The central economic mystery of the post-pandemic United States is how, in the tightest labor market in decades, employers continue to add jobs every month – even as record-high inflation steadily declines.
Nobel Prize-winning economist Paul Krugman has a simple answer to this question: it’s immigration, stupid.
“The economy is moving forward, creating a lot of jobs, inflation is now essentially in the rearview mirror, and there is no hint of all the terrible things that were about to happen,” Krugman said New Republic“Daily Explosion” podcast on Sunday.
The main reason employers have been able to keep hiring without fueling inflation is because the workforce is growing, Krugman said.
“How much of the growth in the labor force comes from foreign-born workers? How much of the increase since 2020 comes from foreign workers? The answer is everything,” he said, adding that every aspect of the US’s superiority over other developed countries is due to its ability to grow rapidly thanks to its foreign-born workforce.
Immigration to the USA sank slightly early in the Trump administration and then fell sharply in 2020 due to COVID restrictions before rebounding two years later. This is reflected in the labor force data: As of this month, there were 3.1 million more immigrant workers in the labor force than before the pandemic. Meanwhile, the local labor force grew by 1.5 million above pandemic levels last summer but has since fallen to below that level.
“The fallout from the pandemic-era immigration shutdown has created one of the tightest labor markets we’ve ever seen, and it has begun to cool as labor becomes more available,” said Aaron Terrazas, chief economist at Glassdoor. Luck. “Correlation is not causation, of course, but it’s a natural way to think about it.”
That’s significant for the Federal Reserve as the Fed keeps a close eye on the labor market when deciding where to take interest rates, even though raising worker pay is only partly responsible for the pandemic spike in inflation.
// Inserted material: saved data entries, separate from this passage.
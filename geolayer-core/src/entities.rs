//! Customer and layer records.
//!
//! Both are persisted as JSON. Field names follow the wire format existing
//! clients already consume (`Apikey` / `Datasources`, GeoJSON for layers).

use serde::{Deserialize, Deserializer, Serialize};
use serde_json::{Map, Value};

use crate::error::{GeoError, GeoResult};
use crate::identity::{ApiKey, DatasourceId};

// ============================================================================
// CUSTOMER
// ============================================================================

/// An API customer and the datasources it may access.
#[derive(Debug, Clone, PartialEq, Eq, Serialize, Deserialize)]
pub struct Customer {
    #[serde(rename = "Apikey")]
    pub apikey: ApiKey,

    #[serde(rename = "Datasources", default, deserialize_with = "null_as_empty")]
    pub datasources: Vec<DatasourceId>,
}

impl Customer {
    /// Create a customer with no datasources.
    pub fn new(apikey: impl Into<ApiKey>) -> Self {
        Self {
            apikey: apikey.into(),
            datasources: Vec::new(),
        }
    }

    /// True iff `datasource` is listed for this customer.
    pub fn owns(&self, datasource: &str) -> bool {
        self.datasources.iter().any(|ds| ds == datasource)
    }

    /// Append a datasource. Returns false if it was already listed.
    pub fn add_datasource(&mut self, datasource: impl Into<DatasourceId>) -> bool {
        let datasource = datasource.into();
        if self.owns(&datasource) {
            return false;
        }
        self.datasources.push(datasource);
        true
    }

    /// Remove every occurrence of a datasource. Returns false if none was listed.
    pub fn remove_datasource(&mut self, datasource: &str) -> bool {
        let before = self.datasources.len();
        self.datasources.retain(|ds| ds != datasource);
        self.datasources.len() != before
    }
}

fn null_as_empty<'de, D>(deserializer: D) -> Result<Vec<DatasourceId>, D::Error>
where
    D: Deserializer<'de>,
{
    Ok(Option::<Vec<DatasourceId>>::deserialize(deserializer)?.unwrap_or_default())
}

// ============================================================================
// FEATURE
// ============================================================================

fn feature_type() -> String {
    "Feature".to_string()
}

fn empty_object() -> Value {
    Value::Object(Map::new())
}

/// One geometry + properties record of a layer.
///
/// Geometry semantics are not interpreted; only the shape of the record is
/// checked.
#[derive(Debug, Clone, PartialEq, Serialize, Deserialize)]
pub struct Feature {
    #[serde(rename = "type", default = "feature_type")]
    pub kind: String,

    #[serde(default, skip_serializing_if = "Option::is_none")]
    pub id: Option<Value>,

    pub geometry: Value,

    #[serde(default = "empty_object")]
    pub properties: Value,

    /// Foreign members such as `bbox`, kept as given.
    #[serde(flatten)]
    pub extra: Map<String, Value>,
}

impl Feature {
    /// Build a feature from a geometry and a properties object.
    pub fn new(geometry: Value, properties: Value) -> Self {
        Self {
            kind: feature_type(),
            id: None,
            geometry,
            properties,
            extra: Map::new(),
        }
    }

    /// Parse and validate a feature from a request body.
    pub fn from_slice(body: &[u8]) -> GeoResult<Self> {
        let feature: Feature = serde_json::from_slice(body)
            .map_err(|e| GeoError::BadRequest(format!("invalid feature: {}", e)))?;
        feature.validate()?;
        Ok(feature)
    }

    /// Parse and validate a feature from an already-decoded JSON value.
    pub fn from_value(value: Value) -> GeoResult<Self> {
        let feature: Feature = serde_json::from_value(value)
            .map_err(|e| GeoError::BadRequest(format!("invalid feature: {}", e)))?;
        feature.validate()?;
        Ok(feature)
    }

    /// Geometry must be null or an object carrying a string `type`.
    pub fn validate(&self) -> GeoResult<()> {
        if self.kind != "Feature" {
            return Err(GeoError::BadRequest(format!(
                "invalid feature: type must be \"Feature\", got \"{}\"",
                self.kind
            )));
        }
        match &self.geometry {
            Value::Null => {}
            Value::Object(geometry) => {
                if !geometry.get("type").is_some_and(Value::is_string) {
                    return Err(GeoError::BadRequest(
                        "invalid feature: geometry has no type".to_string(),
                    ));
                }
            }
            _ => {
                return Err(GeoError::BadRequest(
                    "invalid feature: geometry must be an object".to_string(),
                ))
            }
        }
        if !matches!(self.properties, Value::Object(_) | Value::Null) {
            return Err(GeoError::BadRequest(
                "invalid feature: properties must be an object".to_string(),
            ));
        }
        Ok(())
    }
}

// ============================================================================
// LAYER
// ============================================================================

fn collection_type() -> String {
    "FeatureCollection".to_string()
}

/// A datasource's content: an ordered GeoJSON feature collection.
///
/// Feature indexes are positional and not stable across edits that change
/// the collection's length.
#[derive(Debug, Clone, PartialEq, Serialize, Deserialize)]
pub struct Layer {
    #[serde(rename = "type", default = "collection_type")]
    pub kind: String,

    #[serde(default, deserialize_with = "null_as_empty_features")]
    pub features: Vec<Feature>,

    /// Collection-level foreign members (`crs`, `name`, `bbox`).
    #[serde(flatten)]
    pub extra: Map<String, Value>,
}

fn null_as_empty_features<'de, D>(deserializer: D) -> Result<Vec<Feature>, D::Error>
where
    D: Deserializer<'de>,
{
    Ok(Option::<Vec<Feature>>::deserialize(deserializer)?.unwrap_or_default())
}

impl Default for Layer {
    fn default() -> Self {
        Self::new()
    }
}

impl Layer {
    /// An empty feature collection.
    pub fn new() -> Self {
        Self {
            kind: collection_type(),
            features: Vec::new(),
            extra: Map::new(),
        }
    }

    pub fn len(&self) -> usize {
        self.features.len()
    }

    pub fn is_empty(&self) -> bool {
        self.features.is_empty()
    }

    /// Feature at positional index `k`.
    pub fn feature(&self, k: usize) -> GeoResult<&Feature> {
        self.features
            .get(k)
            .ok_or_else(|| GeoError::feature_not_found(k))
    }

    pub fn add_feature(&mut self, feature: Feature) {
        self.features.push(feature);
    }

    /// Replace the feature at index `k` in place.
    pub fn replace_feature(&mut self, k: usize, feature: Feature) -> GeoResult<()> {
        let slot = self
            .features
            .get_mut(k)
            .ok_or_else(|| GeoError::feature_not_found(k))?;
        *slot = feature;
        Ok(())
    }

    /// Parse a layer payload, validating every feature.
    pub fn from_value(value: Value) -> GeoResult<Self> {
        let layer: Layer = serde_json::from_value(value)
            .map_err(|e| GeoError::BadRequest(format!("invalid layer: {}", e)))?;
        if layer.kind != "FeatureCollection" {
            return Err(GeoError::BadRequest(format!(
                "invalid layer: type must be \"FeatureCollection\", got \"{}\"",
                layer.kind
            )));
        }
        for feature in &layer.features {
            feature.validate()?;
        }
        Ok(layer)
    }
}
“The economy not only continues to grow, but also appears to be accelerating; inflation fell again from around 9% to almost 2%. This is largely due to a greater recovery in the labor force and rising productivity,” said Andrew Hunter, Deputy US Secretary of State. economist in Capital Economics, which also point to rising labor force participation among women, particularly mothers, as a surprise factor. “This has helped maintain high growth rates and also keep inflation in check. This is something few people predicted.”
But doesn’t adding 3 million foreign-born workers mean those jobs won’t go to American-born workers? “Well, no,” says Krugman.
“They’re not stealing jobs from Americans,” he told the Daily Blast.
Foreign-born workers tend to have different skills and work in different industries, and so “they are not ideal replacements for American workers,” Krugman added. “What they do is open up space for hotter management of the economy, and will almost certainly actually lead to higher employment among people born here.”
Here’s one example of how this can work. Immigrants are widely represented in the care sector as nannies, au pairs, home assistants and nursing home assistants. By caring for the children and homes of middle- and upper-class Americans (at fairly low cost), immigrants enable middle-class women to take on better-paying jobs in the labor force.
In fact, according to the National Bureau of Economic Research, immigration has helped close the gender pay gap in powerful industries without requiring lower birth rates among native-born middle-class women. working paper Patricia Cortes. Immigration also makes it easier for people to age in place by lowering the costs of home health care and landscaping. NBER document found.
“It is a market intervention that makes these services available to middle-class and high-income households, but [it creates] competition for the people providing the services as well,” Terrazas said. Other examples include low-wage health care workers, as well as agriculture, where low food prices are made possible by the backbreaking labor and low wages of thousands of immigrants and temporary foreign workers.
“We don’t have a uniform immigration policy; we have different policies for different skill levels,” Terrazas added. Choosing the “right” amount of immigration necessarily means balancing different population groups and making conscious choices about which industries should prioritize higher wages for workers and which should focus on lower prices for end consumers, he said.
Of course, immigrants are not only workers, but also “people with lives and families,” Terrazas said. “Immigrants are also consumers; they have children and families, they go to school, they use roads, parks and recreational facilities.”
Consumer demand is another force that drives the economy forward, creating demand for goods and services. And immigrants tend to start businesses at higher rates than native-born Americans, including businesses that then hire other people. Krugman illustrated this with an example from his childhood home in Utica, where a Bosnian refugee founded the now thriving Chobani yogurt company. (“It’s actually Bosnian yogurt,” Krugman joked.)
“It turns out that the dynamism and vitality of the U.S. economy has a lot to do with the influx of immigrants,” he said.
None of this means we should advocate for fully open borders, Krugman was at pains to point out. But it suggests the U.S. economy has a long way to go before labor supply becomes too much to handle.
As Apollo chief economist Thorsten Slok recently wrote, the U.S. indigenous workforce still has about 5 million “missing workers,” including people who died during the pandemic as well as missing growth in its aftermath.
“These 5 million missing workers are why the labor market is tight and why wage inflation is likely to remain high,” Slok wrote. “In other words, there is still plenty of room for job growth.”